▸ What the task asks:
Given the material below, output exactly the lines from the line with "assert!(WEEKEND_RATIO.contains(r.weekend_ratio));" to the line with "assert!(COLLEGE_PCT.contains(r.college_educated_pct));", both ends included, and no other lines.

---

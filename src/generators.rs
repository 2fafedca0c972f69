//! Synthetic data generators for regional mobility, spending and demographics
//!
//! Every generator takes the run's random generator by `&mut` so a whole run
//! draws from one seeded stream. Some regions get their own distribution
//! parameters; all others share a default set. Sampled values are clamped
//! to the bounds below before rounding.

use rand::Rng;
use rand_distr::{Beta, Distribution, Exp, Gamma, Normal};
use tracing::{debug, info};

use crate::error::{Result, SegmentationError};
use crate::models::{
    DemographicRecord, MobilityRecord, SpendingCategory, SpendingRecord, SyntheticDataset,
};
use crate::regions::{check_region_codes, lookup_region};

/// Closed interval a generated field is clamped into
#[derive(Debug, Clone, Copy, PartialEq)]
pub struct Bound {
    pub min: f64,
    pub max: f64,
}

impl Bound {
    pub const fn new(min: f64, max: f64) -> Self {
        Self { min, max }
    }

    pub const fn at_least(min: f64) -> Self {
        Self {
            min,
            max: f64::INFINITY,
        }
    }

    pub fn clamp(&self, value: f64) -> f64 {
        value.max(self.min).min(self.max)
    }

    pub fn contains(&self, value: f64) -> bool {
        value >= self.min && value <= self.max
    }
}

// Mobility bounds
pub const TOTAL_TRIPS: Bound = Bound::at_least(1000.0);
pub const TRIP_DURATION_MINUTES: Bound = Bound::new(5.0, 30.0);
pub const MEMBER_RATIO: Bound = Bound::new(0.3, 0.95);
pub const PEAK_HOUR_RATIO: Bound = Bound::new(0.15, 0.55);
pub const WEEKEND_RATIO: Bound = Bound::new(0.15, 0.55);
pub const NIGHT_TRIPS_RATIO: Bound = Bound::new(0.0, 0.15);
pub const TRIP_DISTANCE_KM: Bound = Bound::new(1.0, 25.0);
pub const STATION_DENSITY: Bound = Bound::new(0.1, 10.0);
pub const INTER_REGION_RATIO: Bound = Bound::new(0.0, 0.2);

// Spending bounds
pub const CATEGORY_SPENDING: Bound = Bound::at_least(10_000.0);

// Demographic bounds
pub const MEDIAN_INCOME: Bound = Bound::at_least(10_000.0);
pub const COLLEGE_PCT: Bound = Bound::new(0.0, 1.0);
pub const AGE_18_34_PCT: Bound = Bound::new(0.2, 0.6);
pub const AGE_35_54_PCT: Bound = Bound::new(0.25, 0.65);
pub const AGE_55_PLUS_PCT: Bound = Bound::new(0.15, 0.5);

/// Normal (mean, std dev) parameters for the three headline mobility fields
#[derive(Debug, Clone, Copy)]
struct MobilityProfile {
    trips: (f64, f64),
    duration: (f64, f64),
    member_ratio: (f64, f64),
}

fn mobility_profile(region_code: &str) -> MobilityProfile {
    match region_code {
        // Manhattan: dense, short trips
        "36061" => MobilityProfile {
            trips: (25_000.0, 3_000.0),
            duration: (12.0, 2.0),
            member_ratio: (0.85, 0.05),
        },
        // Chicago: balanced urban
        "17031" => MobilityProfile {
            trips: (18_000.0, 2_500.0),
            duration: (15.0, 3.0),
            member_ratio: (0.75, 0.08),
        },
        // Los Angeles: sprawling, longer trips
        "06037" => MobilityProfile {
            trips: (12_000.0, 2_000.0),
            duration: (20.0, 4.0),
            member_ratio: (0.65, 0.1),
        },
        _ => MobilityProfile {
            trips: (8_000.0, 1_500.0),
            duration: (16.0, 3.0),
            member_ratio: (0.7, 0.1),
        },
    }
}

fn spending_multiplier(region_code: &str) -> f64 {
    match region_code {
        "36061" => 1.8,
        "53033" => 1.6,
        "25025" => 1.5,
        "06037" => 1.4,
        "17031" => 1.2,
        _ => 1.0,
    }
}

/// Gamma (shape, scale) for a category in a region
fn category_gamma(region_code: &str, category: SpendingCategory) -> (f64, f64) {
    match (category, region_code) {
        (SpendingCategory::Restaurants, _) => (3.0, 50_000.0),
        (SpendingCategory::Retail, _) => (2.5, 60_000.0),
        (SpendingCategory::Entertainment, "06037") => (4.0, 40_000.0),
        (SpendingCategory::Transportation, _) => (2.0, 30_000.0),
        _ => (2.0, 40_000.0),
    }
}

fn normal(mean: f64, std_dev: f64) -> Result<Normal<f64>> {
    Normal::new(mean, std_dev).map_err(|e| {
        SegmentationError::configuration(format!("invalid normal({mean}, {std_dev}): {e}"))
    })
}

fn beta(alpha: f64, beta: f64) -> Result<Beta<f64>> {
    Beta::new(alpha, beta).map_err(|e| {
        SegmentationError::configuration(format!("invalid beta({alpha}, {beta}): {e}"))
    })
}

fn gamma(shape: f64, scale: f64) -> Result<Gamma<f64>> {
    Gamma::new(shape, scale).map_err(|e| {
        SegmentationError::configuration(format!("invalid gamma({shape}, {scale}): {e}"))
    })
}

fn exponential(mean: f64) -> Result<Exp<f64>> {
    Exp::new(1.0 / mean).map_err(|e| {
        SegmentationError::configuration(format!("invalid exponential(mean {mean}): {e}"))
    })
}

pub(crate) fn round_to(value: f64, decimals: i32) -> f64 {
    let factor = 10f64.powi(decimals);
    (value * factor).round() / factor
}

/// Generate one mobility row per region
pub fn generate_mobility_data<R: Rng + ?Sized>(
    region_codes: &[String],
    rng: &mut R,
) -> Result<Vec<MobilityRecord>> {
    check_region_codes(region_codes)?;
    let peak = beta(2.0, 3.0)?;
    let weekend = beta(1.5, 3.0)?;
    let night = beta(1.0, 4.0)?;
    let distance = gamma(2.0, 1.5)?;
    let density = exponential(0.5)?;
    let inter_region = beta(1.0, 9.0)?;

    let mut records = Vec::with_capacity(region_codes.len());

    for code in region_codes {
        let region = lookup_region(code)?;
        let profile = mobility_profile(code);

        let trips = normal(profile.trips.0, profile.trips.1)?.sample(rng);
        let duration = normal(profile.duration.0, profile.duration.1)?.sample(rng);
        let ratio = normal(profile.member_ratio.0, profile.member_ratio.1)?.sample(rng);

        let total_trips = TOTAL_TRIPS.clamp(trips) as u64;
        let member_ratio = round_to(MEMBER_RATIO.clamp(ratio), 3);
        let member_trips = (total_trips as f64 * member_ratio) as u64;

        let record = MobilityRecord {
            region_code: code.clone(),
            region_name: region.name.to_string(),
            total_trips,
            avg_trip_duration_minutes: round_to(TRIP_DURATION_MINUTES.clamp(duration), 1),
            member_trips,
            casual_trips: total_trips - member_trips,
            member_ratio,
            peak_hour_ratio: PEAK_HOUR_RATIO.clamp(peak.sample(rng) * 0.4 + 0.15),
            weekend_ratio: WEEKEND_RATIO.clamp(weekend.sample(rng) * 0.4 + 0.15),
            night_trips_ratio: NIGHT_TRIPS_RATIO.clamp(night.sample(rng) * 0.15),
            avg_trip_distance_km: TRIP_DISTANCE_KM.clamp(distance.sample(rng) + 1.0),
            station_density: STATION_DENSITY.clamp(density.sample(rng) + 0.1),
            inter_region_ratio: INTER_REGION_RATIO.clamp(inter_region.sample(rng) * 0.2),
        };

        debug!(
            "Mobility {}: {} trips, ratio {:.3}",
            record.region_code, record.total_trips, record.member_ratio
        );
        records.push(record);
    }

    info!("Generated {} mobility records", records.len());
    Ok(records)
}

/// Generate six category rows plus one `total` row per region.
///
/// Amounts are rounded to whole units before the total is summed, and
/// proportions are derived from that total, so a region's category
/// proportions always sum to 1.
pub fn generate_spending_data<R: Rng + ?Sized>(
    region_codes: &[String],
    rng: &mut R,
) -> Result<Vec<SpendingRecord>> {
    check_region_codes(region_codes)?;
    let mut records = Vec::with_capacity(region_codes.len() * (SpendingCategory::ALL.len() + 1));

    for code in region_codes {
        let multiplier = spending_multiplier(code);

        let mut amounts = Vec::with_capacity(SpendingCategory::ALL.len());
        for category in SpendingCategory::ALL {
            let (shape, scale) = category_gamma(code, category);
            let sampled = gamma(shape, scale)?.sample(rng) * multiplier;
            amounts.push((category, CATEGORY_SPENDING.clamp(sampled).round()));
        }

        let total: f64 = amounts.iter().map(|(_, amount)| amount).sum();

        for (category, amount) in amounts {
            records.push(SpendingRecord {
                region_code: code.clone(),
                category,
                spending_amount: amount,
                spending_proportion: amount / total,
            });
        }

        records.push(SpendingRecord {
            region_code: code.clone(),
            category: SpendingCategory::Total,
            spending_amount: total,
            spending_proportion: 1.0,
        });

        debug!("Spending {}: total {:.0}", code, total);
    }

    info!("Generated {} spending records", records.len());
    Ok(records)
}

/// Generate one demographic row per region from its census baseline
pub fn generate_demographic_data<R: Rng + ?Sized>(
    region_codes: &[String],
    rng: &mut R,
) -> Result<Vec<DemographicRecord>> {
    check_region_codes(region_codes)?;
    let income_noise = normal(0.0, 5_000.0)?;
    let college_noise = normal(0.0, 0.05)?;
    let young = beta(3.0, 4.0)?;
    let middle = beta(4.0, 3.0)?;
    let senior = beta(2.0, 5.0)?;
    let area = exponential(500.0)?;

    let mut records = Vec::with_capacity(region_codes.len());

    for code in region_codes {
        let region = lookup_region(code)?;

        let median_income = region.median_income + income_noise.sample(rng);
        let college = region.college_pct + college_noise.sample(rng);

        records.push(DemographicRecord {
            region_code: code.clone(),
            population: region.population,
            median_income: MEDIAN_INCOME.clamp(median_income),
            college_educated_pct: COLLEGE_PCT.clamp(college),
            age_18_34_pct: AGE_18_34_PCT.clamp(young.sample(rng) * 0.4 + 0.2),
            age_35_54_pct: AGE_35_54_PCT.clamp(middle.sample(rng) * 0.4 + 0.25),
            age_55_plus_pct: AGE_55_PLUS_PCT.clamp(senior.sample(rng) * 0.35 + 0.15),
            population_density: region.population as f64 / (1000.0 + area.sample(rng)),
        });
    }

    info!("Generated {} demographic records", records.len());
    Ok(records)
}

/// Generate all three tables, in order, from one random stream
pub fn generate_dataset<R: Rng + ?Sized>(
    region_codes: &[String],
    rng: &mut R,
) -> Result<SyntheticDataset> {
    Ok(SyntheticDataset {
        mobility: generate_mobility_data(region_codes, rng)?,
        spending: generate_spending_data(region_codes, rng)?,
        demographics: generate_demographic_data(region_codes, rng)?,
    })
}

#[cfg(test)]
mod tests {
    use super::*;
    use crate::regions::default_region_codes;
    use rand::rngs::StdRng;
    use rand::SeedableRng;
    use std::collections::HashMap;

    fn dataset(seed: u64) -> SyntheticDataset {
        let mut rng = StdRng::seed_from_u64(seed);
        generate_dataset(&default_region_codes(), &mut rng).unwrap()
    }

    #[test]
    fn test_same_seed_same_tables() {
        assert_eq!(dataset(42), dataset(42));
    }

    #[test]
    fn test_different_seed_different_tables() {
        assert_ne!(dataset(42).mobility, dataset(43).mobility);
    }

    #[test]
    fn test_row_counts() {
        let data = dataset(42);
        assert_eq!(data.mobility.len(), 7);
        assert_eq!(data.spending.len(), 7 * 7);
        assert_eq!(data.demographics.len(), 7);
    }

    #[test]
    fn test_mobility_bounds() {
        for seed in 0..20 {
            for r in dataset(seed).mobility {
                assert!(TOTAL_TRIPS.contains(r.total_trips as f64));
                assert!(TRIP_DURATION_MINUTES.contains(r.avg_trip_duration_minutes));
                assert!(MEMBER_RATIO.contains(r.member_ratio), "ratio {}", r.member_ratio);
                assert!(PEAK_HOUR_RATIO.contains(r.peak_hour_ratio));
                assert!(WEEKEND_RATIO.contains(r.weekend_ratio));
                assert!(NIGHT_TRIPS_RATIO.contains(r.night_trips_ratio));
                assert!(TRIP_DISTANCE_KM.contains(r.avg_trip_distance_km));
                assert!(STATION_DENSITY.contains(r.station_density));
                assert!(INTER_REGION_RATIO.contains(r.inter_region_ratio));
                assert_eq!(r.member_trips + r.casual_trips, r.total_trips);
            }
        }
    }

    #[test]
    fn test_demographic_bounds() {
        for seed in 0..20 {
            for r in dataset(seed).demographics {
                assert!(MEDIAN_INCOME.contains(r.median_income));
                assert!(COLLEGE_PCT.contains(r.college_educated_pct));
                assert!(AGE_18_34_PCT.contains(r.age_18_34_pct));
                assert!(AGE_35_54_PCT.contains(r.age_35_54_pct));
                assert!(AGE_55_PLUS_PCT.contains(r.age_55_plus_pct));
                assert!(r.population_density > 0.0);
            }
        }
    }

    #[test]
    fn test_proportions_sum_to_one() {
        for seed in 0..20 {
            let mut sums: HashMap<String, f64> = HashMap::new();
            for r in dataset(seed).spending.iter().filter(|r| !r.category.is_total()) {
                assert!(CATEGORY_SPENDING.contains(r.spending_amount));
                *sums.entry(r.region_code.clone()).or_default() += r.spending_proportion;
            }
            assert_eq!(sums.len(), 7);
            for (region, sum) in sums {
                assert!((sum - 1.0).abs() < 1e-6, "{} proportions sum to {}", region, sum);
            }
        }
    }

    #[test]
    fn test_total_row_matches_categories() {
        let data = dataset(42);
        for code in default_region_codes() {
            let rows: Vec<&SpendingRecord> =
                data.spending.iter().filter(|r| r.region_code == code).collect();
            let total = rows.iter().find(|r| r.category.is_total()).unwrap();
            let sum: f64 = rows
                .iter()
                .filter(|r| !r.category.is_total())
                .map(|r| r.spending_amount)
                .sum();
            assert_eq!(total.spending_amount, sum);
            assert_eq!(total.spending_proportion, 1.0);
        }
    }

    #[test]
    fn test_unknown_region_rejected() {
        let mut rng = StdRng::seed_from_u64(42);
        let err = generate_mobility_data(&["12345".to_string()], &mut rng).unwrap_err();
        assert!(err.is_configuration());
    }

    #[test]
    fn test_duplicate_region_rejected() {
        let mut rng = StdRng::seed_from_u64(42);
        let codes = vec!["36061".to_string(), "36061".to_string()];
        let err = generate_dataset(&codes, &mut rng).unwrap_err();
        assert!(err.is_configuration());
        assert!(err.to_string().contains("duplicate region code"));
    }

    #[test]
    fn test_round_to() {
        assert_eq!(round_to(12.345, 1), 12.3);
        assert_eq!(round_to(0.8456, 3), 0.846);
    }
}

---

▸ Result of this task:
                assert!(WEEKEND_RATIO.contains(r.weekend_ratio));
                assert!(NIGHT_TRIPS_RATIO.contains(r.night_trips_ratio));
                assert!(TRIP_DISTANCE_KM.contains(r.avg_trip_distance_km));
                assert!(STATION_DENSITY.contains(r.station_density));
                assert!(INTER_REGION_RATIO.contains(r.inter_region_ratio));
                assert_eq!(r.member_trips + r.casual_trips, r.total_trips);
            }
        }
    }

    #[test]
    fn test_demographic_bounds() {
        for seed in 0..20 {
            for r in dataset(seed).demographics {
                assert!(MEDIAN_INCOME.contains(r.median_income));
                assert!(COLLEGE_PCT.contains(r.college_educated_pct));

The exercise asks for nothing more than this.